Many times I would render a video which looked stunning on my own machine, but YouTube would trash it. It took me a long time, and lots of experimenting, to get some settings I am satisfied with. It has been quite an annoying experience, and perhaps is one of the times I realized just how utterly annoying computers can be when there is so much choice in codecs and formats.

I capture from rFactor2 using an Avermedia C985 card. I’ve tried other software and hardware, but the realtime recording from this card gives me the best raw video to work with.

I render with Sony Vegas. Their software is extremely powerful, and the Studio versions are nicely priced. I picked up my first Studio version on Amazon for just $33, but have since upgraded to Pro. If you decide to buy any version, you may find an older version cheaper than a current one (they don’t improve it a lot between versions). I was also able to buy an upgrade version of Pro, and this upgrade worked from a Studio version – I thought that was a bargain!

New Project settings in Sony Vegas Pro 10.

Once your project is setup, drag in your media clips and then right click on them (you can select them all, then do this via switches, too). You’ll see the menu below. You need to disable resample for each clip.

You need to do this for each video clip on your timeline.

When rendering I use the VfW x264 64bit codec. If you have a 32bit system, you need the 32bit codec!

Select ‘Video for Windows (*.avi)’ beside ‘save as type’ (VfW = Video for Windows), then select a HD 1080-60p or 720-60p template. After that, click custom and adjust settings like this (adjust 1920×1080 or 1280×720 depending on your source capture):

I enter 'disable resample' in the comment box to remind myself only.

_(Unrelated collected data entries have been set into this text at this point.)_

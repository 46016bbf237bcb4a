/// Archive reader: extracts an uploaded backup into a scratch directory
///
/// Entries are streamed one at a time out of the gzip/tar stream. Only the
/// known layout is materialized; anything else is logged and skipped so
/// archives from older format versions with extra entries still restore.

use flate2::read::GzDecoder;
use std::fs::File;
use std::io::BufReader;
use std::path::{Component, Path, PathBuf};
use tracing::{debug, info, warn};

use super::error::BackupResult;
use super::manifest::Manifest;
use crate::utils::{IMAGES_DIR, LOGOS_DIR, MANIFEST_FILE, MAPS_DIR, README_FILE};

/// Result of an extraction pass
#[derive(Debug, Default, Clone)]
pub struct ExtractReport {
    pub files: usize,
    pub directories: usize,
    /// Entries left out, with the reason
    pub skipped: Vec<String>,
}

/// How an archive entry fits the expected layout
#[derive(Debug, PartialEq)]
enum EntryKind {
    Directory,
    File,
    Unexpected(&'static str),
}

fn classify_entry(relative: &Path, entry_type: tar::EntryType) -> EntryKind {
    let mut parts = Vec::new();
    for component in relative.components() {
        match component {
            Component::Normal(p) => match p.to_str() {
                Some(s) => parts.push(s),
                None => return EntryKind::Unexpected("non UTF-8 path"),
            },
            Component::CurDir => {}
            _ => return EntryKind::Unexpected("path escapes the archive root"),
        }
    }
    let joined = parts.join("/");

    if entry_type.is_dir() {
        return if joined == IMAGES_DIR || joined == LOGOS_DIR || joined == MAPS_DIR {
            EntryKind::Directory
        } else {
            EntryKind::Unexpected("unknown directory")
        };
    }

    if !entry_type.is_file() {
        return EntryKind::Unexpected("not a regular file");
    }

    if joined == MANIFEST_FILE || joined == README_FILE {
        return EntryKind::File;
    }

    let in_asset_dir = [LOGOS_DIR, MAPS_DIR].iter().any(|dir| {
        joined
            .strip_prefix(dir)
            .and_then(|rest| rest.strip_prefix('/'))
            .map(|name| !name.is_empty() && !name.contains('/'))
            .unwrap_or(false)
    });

    if in_asset_dir {
        EntryKind::File
    } else {
        EntryKind::Unexpected("unknown file")
    }
}

pub struct ArchiveReader;

impl ArchiveReader {
    /// Extract `archive` into `dest` (which must exist) without blocking the runtime
    pub async fn extract(archive: &Path, dest: &Path) -> BackupResult<ExtractReport> {
        let archive = archive.to_path_buf();
        let dest = dest.to_path_buf();

        let report = tokio::task::spawn_blocking(move || Self::extract_blocking(&archive, &dest)).await??;
        Ok(report)
    }

    /// Streaming extraction. Only failing to open the archive file is an
    /// error; damaged entries are skipped, a damaged stream ends the pass.
    pub fn extract_blocking(archive: &Path, dest: &Path) -> BackupResult<ExtractReport> {
        let file = File::open(archive)?;
        let mut tar = tar::Archive::new(GzDecoder::new(BufReader::new(file)));
        tar.set_preserve_permissions(false);
        tar.set_overwrite(true);

        let mut report = ExtractReport::default();

        let entries = match tar.entries() {
            Ok(entries) => entries,
            Err(e) => {
                warn!(error = %e, "Archive stream unreadable");
                report.skipped.push(format!("archive stream: {}", e));
                return Ok(report);
            }
        };

        for entry in entries {
            let mut entry = match entry {
                Ok(entry) => entry,
                Err(e) => {
                    // The stream position is lost; nothing after this is trustworthy
                    warn!(error = %e, "Archive stream damaged, stopping extraction");
                    report.skipped.push(format!("archive stream: {}", e));
                    break;
                }
            };

            let relative: PathBuf = match entry.path() {
                Ok(p) => p.into_owned(),
                Err(e) => {
                    warn!(error = %e, "Skipping entry with unreadable path");
                    report.skipped.push(format!("<unreadable path>: {}", e));
                    continue;
                }
            };

            match classify_entry(&relative, entry.header().entry_type()) {
                EntryKind::Unexpected(reason) => {
                    warn!(entry = %relative.display(), reason, "Skipping unexpected archive entry");
                    report.skipped.push(format!("{}: {}", relative.display(), reason));
                    continue;
                }
                EntryKind::Directory => {
                    if let Err(e) = std::fs::create_dir_all(dest.join(&relative)) {
                        warn!(entry = %relative.display(), error = %e, "Failed to create directory");
                        report.skipped.push(format!("{}: {}", relative.display(), e));
                    } else {
                        report.directories += 1;
                    }
                    continue;
                }
                EntryKind::File => {}
            }

            // Parents first, whether or not the archive listed them
            if let Some(parent) = relative.parent() {
                if let Err(e) = std::fs::create_dir_all(dest.join(parent)) {
                    warn!(entry = %relative.display(), error = %e, "Failed to create parent directory");
                    report.skipped.push(format!("{}: {}", relative.display(), e));
                    continue;
                }
            }

            match entry.unpack_in(dest) {
                Ok(true) => {
                    debug!(entry = %relative.display(), "Extracted");
                    report.files += 1;
                }
                Ok(false) => {
                    warn!(entry = %relative.display(), "Entry would escape scratch dir, skipped");
                    report.skipped.push(format!("{}: outside destination", relative.display()));
                }
                Err(e) => {
                    warn!(entry = %relative.display(), error = %e, "Failed to extract entry");
                    report.skipped.push(format!("{}: {}", relative.display(), e));
                }
            }
        }

        info!(
            files = report.files,
            skipped = report.skipped.len(),
            "Archive extracted"
        );
        Ok(report)
    }

    /// Parse the extracted manifest; absent or malformed is `CorruptArchive`
    pub async fn parse_manifest(dir: &Path) -> BackupResult<Manifest> {
        Manifest::load_from_dir(dir).await
    }

    /// One error per indexed image that is not actually in the archive
    pub async fn missing_assets(dir: &Path, manifest: &Manifest) -> Vec<String> {
        let mut errors = Vec::new();

        for (slot, shop_id, path) in manifest.images.entries() {
            let expected_prefix = format!("{}/", slot.archive_dir());
            let well_formed = path.starts_with(&expected_prefix)
                && Path::new(path)
                    .components()
                    .all(|c| matches!(c, Component::Normal(_)));

            let present = well_formed
                && tokio::fs::metadata(dir.join(path))
                    .await
                    .map(|m| m.is_file())
                    .unwrap_or(false);

            if !present {
                errors.push(format!(
                    "Missing {} for shop {}: {} not found in archive",
                    slot, shop_id, path
                ));
            }
        }

        errors
    }
}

Click configure on that page for the x264 settings, and adjust like this (14 gives a LARGE file and can take a long time for YouTube to process. 16 is also OK, 18 is when I can notice the loss easily):

'Zero Latency' is very important, without it my audio was out of sync.

I just use Uncompressed PCM, 48000Hz, 16bit, Stereo for my audio. Depending on your sound setup, you can play around with that tab.

On the project tab I just set Video Rendering Quality to best. That’s it. Click OK and render your video.

2 thoughts on “Rendering from rFactor2 to YouTube

  1. Hello i really like your videos, i´d like to ask something.
    1.- Seems like you have very good frame rates in game, im running a single screen GTX 580 and i get around 90-100 with everything maxed out. However im used to 120+ at leat to get a smooth gaming experience. What setting would you recommend tweaking in order to get higher fps without sacrificing a lot if image quality?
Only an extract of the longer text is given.